§ What this task involves
Only those lines in the data below from the line containing "assert_eq!(evaluation.improvements.len(), 2);" through the line containing "let evaluation = parse_evaluation(&fenced).unwrap();", both included, should be restated word for word.

§ Data
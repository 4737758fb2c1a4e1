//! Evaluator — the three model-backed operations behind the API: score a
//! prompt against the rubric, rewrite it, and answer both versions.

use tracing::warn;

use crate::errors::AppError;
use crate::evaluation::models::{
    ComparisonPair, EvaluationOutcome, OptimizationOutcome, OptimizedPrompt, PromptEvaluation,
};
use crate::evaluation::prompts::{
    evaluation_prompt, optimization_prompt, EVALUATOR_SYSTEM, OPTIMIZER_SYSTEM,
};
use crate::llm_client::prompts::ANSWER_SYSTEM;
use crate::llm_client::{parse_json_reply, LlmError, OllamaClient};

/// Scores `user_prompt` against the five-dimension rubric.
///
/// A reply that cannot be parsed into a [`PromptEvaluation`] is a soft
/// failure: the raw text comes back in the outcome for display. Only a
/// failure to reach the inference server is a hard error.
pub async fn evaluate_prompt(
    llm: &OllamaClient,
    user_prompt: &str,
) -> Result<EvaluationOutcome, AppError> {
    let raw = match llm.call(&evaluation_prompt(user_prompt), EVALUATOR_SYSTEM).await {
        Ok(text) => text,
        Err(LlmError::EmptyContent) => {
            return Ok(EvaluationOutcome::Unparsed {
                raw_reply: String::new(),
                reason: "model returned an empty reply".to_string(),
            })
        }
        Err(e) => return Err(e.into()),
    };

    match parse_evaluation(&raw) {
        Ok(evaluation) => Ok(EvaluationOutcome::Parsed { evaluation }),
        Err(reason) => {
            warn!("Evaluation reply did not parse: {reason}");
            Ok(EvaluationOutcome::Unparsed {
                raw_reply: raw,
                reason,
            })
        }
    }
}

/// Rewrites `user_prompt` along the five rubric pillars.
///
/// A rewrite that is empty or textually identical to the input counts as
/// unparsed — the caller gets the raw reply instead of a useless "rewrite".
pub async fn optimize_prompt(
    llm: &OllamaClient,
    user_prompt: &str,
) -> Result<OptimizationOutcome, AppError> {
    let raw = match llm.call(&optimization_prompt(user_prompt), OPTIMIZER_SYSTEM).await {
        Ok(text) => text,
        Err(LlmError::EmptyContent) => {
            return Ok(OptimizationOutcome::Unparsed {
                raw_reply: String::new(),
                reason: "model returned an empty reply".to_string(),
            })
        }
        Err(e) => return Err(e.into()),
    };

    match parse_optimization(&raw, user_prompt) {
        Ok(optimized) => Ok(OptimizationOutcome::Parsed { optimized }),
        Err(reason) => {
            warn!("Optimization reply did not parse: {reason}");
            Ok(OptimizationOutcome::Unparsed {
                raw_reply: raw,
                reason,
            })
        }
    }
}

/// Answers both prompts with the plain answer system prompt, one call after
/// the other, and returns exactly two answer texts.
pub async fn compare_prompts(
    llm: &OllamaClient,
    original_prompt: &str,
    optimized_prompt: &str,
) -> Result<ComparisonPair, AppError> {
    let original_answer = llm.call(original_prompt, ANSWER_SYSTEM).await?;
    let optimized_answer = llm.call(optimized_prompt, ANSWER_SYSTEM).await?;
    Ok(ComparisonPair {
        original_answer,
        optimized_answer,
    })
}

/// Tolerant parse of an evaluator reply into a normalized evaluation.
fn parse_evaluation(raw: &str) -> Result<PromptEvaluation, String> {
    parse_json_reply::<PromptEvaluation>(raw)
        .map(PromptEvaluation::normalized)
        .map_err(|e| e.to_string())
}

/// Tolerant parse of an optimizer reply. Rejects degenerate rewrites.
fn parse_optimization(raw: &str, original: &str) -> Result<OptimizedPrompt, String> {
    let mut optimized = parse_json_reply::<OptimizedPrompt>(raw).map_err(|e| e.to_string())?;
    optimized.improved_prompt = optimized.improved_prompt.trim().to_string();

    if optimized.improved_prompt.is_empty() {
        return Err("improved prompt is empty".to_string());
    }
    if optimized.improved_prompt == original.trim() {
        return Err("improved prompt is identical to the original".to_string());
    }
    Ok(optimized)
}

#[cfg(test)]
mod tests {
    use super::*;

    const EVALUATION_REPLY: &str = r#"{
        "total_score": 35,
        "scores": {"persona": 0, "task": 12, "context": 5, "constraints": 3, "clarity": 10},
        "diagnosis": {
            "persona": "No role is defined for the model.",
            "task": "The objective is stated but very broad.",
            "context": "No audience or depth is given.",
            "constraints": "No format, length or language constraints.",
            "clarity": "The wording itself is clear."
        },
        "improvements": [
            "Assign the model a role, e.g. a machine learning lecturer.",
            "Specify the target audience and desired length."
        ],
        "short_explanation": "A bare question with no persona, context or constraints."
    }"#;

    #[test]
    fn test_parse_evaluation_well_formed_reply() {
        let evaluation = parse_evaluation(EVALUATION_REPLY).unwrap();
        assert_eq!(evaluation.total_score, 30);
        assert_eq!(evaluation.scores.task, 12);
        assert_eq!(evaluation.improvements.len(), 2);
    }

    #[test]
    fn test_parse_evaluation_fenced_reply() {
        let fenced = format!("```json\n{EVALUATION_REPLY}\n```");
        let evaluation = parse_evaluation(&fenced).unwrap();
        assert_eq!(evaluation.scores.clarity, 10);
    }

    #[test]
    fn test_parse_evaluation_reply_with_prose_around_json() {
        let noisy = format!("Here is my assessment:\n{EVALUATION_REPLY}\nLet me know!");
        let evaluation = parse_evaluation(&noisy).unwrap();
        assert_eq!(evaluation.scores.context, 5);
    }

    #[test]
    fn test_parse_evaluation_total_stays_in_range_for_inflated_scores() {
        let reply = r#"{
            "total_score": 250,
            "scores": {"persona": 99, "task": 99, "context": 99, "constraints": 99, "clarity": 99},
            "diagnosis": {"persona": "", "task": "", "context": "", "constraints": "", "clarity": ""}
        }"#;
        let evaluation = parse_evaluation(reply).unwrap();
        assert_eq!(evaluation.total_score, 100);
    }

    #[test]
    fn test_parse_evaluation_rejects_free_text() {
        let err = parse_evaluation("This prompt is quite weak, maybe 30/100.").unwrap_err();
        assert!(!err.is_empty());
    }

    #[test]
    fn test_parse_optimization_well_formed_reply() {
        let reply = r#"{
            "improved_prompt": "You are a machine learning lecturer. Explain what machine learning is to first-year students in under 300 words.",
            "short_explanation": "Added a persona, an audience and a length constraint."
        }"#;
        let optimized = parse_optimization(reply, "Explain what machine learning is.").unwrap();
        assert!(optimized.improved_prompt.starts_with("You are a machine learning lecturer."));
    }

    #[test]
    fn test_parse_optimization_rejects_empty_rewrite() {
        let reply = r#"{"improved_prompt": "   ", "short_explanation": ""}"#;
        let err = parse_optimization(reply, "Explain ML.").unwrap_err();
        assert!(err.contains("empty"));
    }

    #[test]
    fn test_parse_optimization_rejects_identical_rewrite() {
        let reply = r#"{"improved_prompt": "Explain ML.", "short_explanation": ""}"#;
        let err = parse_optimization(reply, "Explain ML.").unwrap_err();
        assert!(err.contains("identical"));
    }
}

* * *

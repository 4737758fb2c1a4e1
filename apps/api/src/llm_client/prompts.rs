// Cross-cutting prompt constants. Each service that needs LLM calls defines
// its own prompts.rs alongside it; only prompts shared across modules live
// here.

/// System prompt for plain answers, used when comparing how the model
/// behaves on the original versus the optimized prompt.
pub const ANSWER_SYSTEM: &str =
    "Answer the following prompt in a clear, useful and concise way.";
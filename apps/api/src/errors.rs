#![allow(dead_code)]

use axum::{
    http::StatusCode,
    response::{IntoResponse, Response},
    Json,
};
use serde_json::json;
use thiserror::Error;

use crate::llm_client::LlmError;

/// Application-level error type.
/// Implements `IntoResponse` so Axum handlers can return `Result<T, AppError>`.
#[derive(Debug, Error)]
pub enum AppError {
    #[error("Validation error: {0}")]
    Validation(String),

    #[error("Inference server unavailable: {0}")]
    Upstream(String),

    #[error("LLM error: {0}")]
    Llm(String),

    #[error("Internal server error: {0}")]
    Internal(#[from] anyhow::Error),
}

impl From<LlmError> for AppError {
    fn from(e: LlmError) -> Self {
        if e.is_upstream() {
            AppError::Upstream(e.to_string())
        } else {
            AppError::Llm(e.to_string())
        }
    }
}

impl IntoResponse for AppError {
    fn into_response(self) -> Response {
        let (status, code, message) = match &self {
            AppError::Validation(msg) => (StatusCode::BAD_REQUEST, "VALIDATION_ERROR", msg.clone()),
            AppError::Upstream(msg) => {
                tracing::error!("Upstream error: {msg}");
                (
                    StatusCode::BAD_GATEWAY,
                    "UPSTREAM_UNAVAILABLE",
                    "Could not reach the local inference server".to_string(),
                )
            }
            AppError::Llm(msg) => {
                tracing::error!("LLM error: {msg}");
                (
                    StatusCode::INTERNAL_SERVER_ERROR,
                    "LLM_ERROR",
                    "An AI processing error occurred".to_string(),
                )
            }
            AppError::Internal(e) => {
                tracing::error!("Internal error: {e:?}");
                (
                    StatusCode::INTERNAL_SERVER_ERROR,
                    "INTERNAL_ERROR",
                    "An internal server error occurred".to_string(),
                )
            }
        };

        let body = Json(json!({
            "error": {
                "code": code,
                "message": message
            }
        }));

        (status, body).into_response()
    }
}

§ Response for this exercise
        assert_eq!(evaluation.improvements.len(), 2);
    }

    #[test]
    fn test_parse_evaluation_fenced_reply() {
        let fenced = format!("```json\n{EVALUATION_REPLY}\n```");
        let evaluation = parse_evaluation(&fenced).unwrap();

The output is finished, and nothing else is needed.